Question

A particular mutant was found that produced a protein that was longer lived than its normal protein. Upon sequencing the mutant, the researcher discovered that specific lysine amino acids had been changed to arginines. Propose a model of what this mutation caused to allow the proteins to be longer lived. Consider how a protein's arginines can be post translationally modified to influence the half-life of the protein.

Answer 1

A mutation that substitutes lysine with arginine in a protein can prolong the protein's half-life by limiting ubiquitin-mediated degradation and may enhance stability through arginine methylation, resulting in a longer-lived protein.

Step-by-step explanation:

A mutation that changes specific lysine amino acids to arginines in a protein can lead to increased protein longevity. This enhancement in protein half-life may be due to the different susceptibilities of lysine and arginine residues to post-translational modifications, such as the addition of ubiquitin.
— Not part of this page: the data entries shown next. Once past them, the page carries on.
//! # confcheck-core: Foundational Types for confcheck
//!
//! Every other crate in the workspace depends on `confcheck-core`; it depends
//! on nothing internal.
//!
//! ## Key Design Principles
//!
//! 1. **One document model.** JSON and YAML files both parse into a
//!    [`ConfigDocument`] holding a `serde_json::Value` tree, so semantic
//!    checks never care which syntax a file was written in.
//!
//! 2. **Parsers are injected capabilities.** Parsing goes through the
//!    [`DocumentParser`] trait and a [`ParserRegistry`]. A missing YAML parser
//!    is a construction-time [`CheckError::Configuration`], never a deferred
//!    import failure halfway through a run.
//!
//! 3. **One error hierarchy.** [`CheckError`] covers parse failures, missing
//!    capabilities, missing entries, and invariant violations. All are fatal.
//!
//! ## Crate Policy
//!
//! - No dependencies on other `confcheck-*` crates (this is the leaf of the DAG).
//! - No `unsafe` code.
//! - No `panic!()` or `.unwrap()` outside tests.

pub mod document;
pub mod error;
pub mod parser;

pub use document::{load_document, load_document_as, ConfigDocument, DocumentFormat};
pub use error::CheckError;
pub use parser::{DocumentParser, JsonParser, ParserRegistry};

#[cfg(feature = "yaml")]
pub use parser::YamlParser;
Lysine residues are targets for ubiquitin, and proteins tagged with ubiquitin are directed to the proteasome for degradation. Arginine residues, however, are typically less prone to ubiquitination, leading to a potentially longer-lived protein. Furthermore, arginine can undergo methylation, which may have protective effects against protein degradation, without the presence of lysine, and resulting mutations could therefore hinder the protein's normal turnover, increasing its stability and half-life.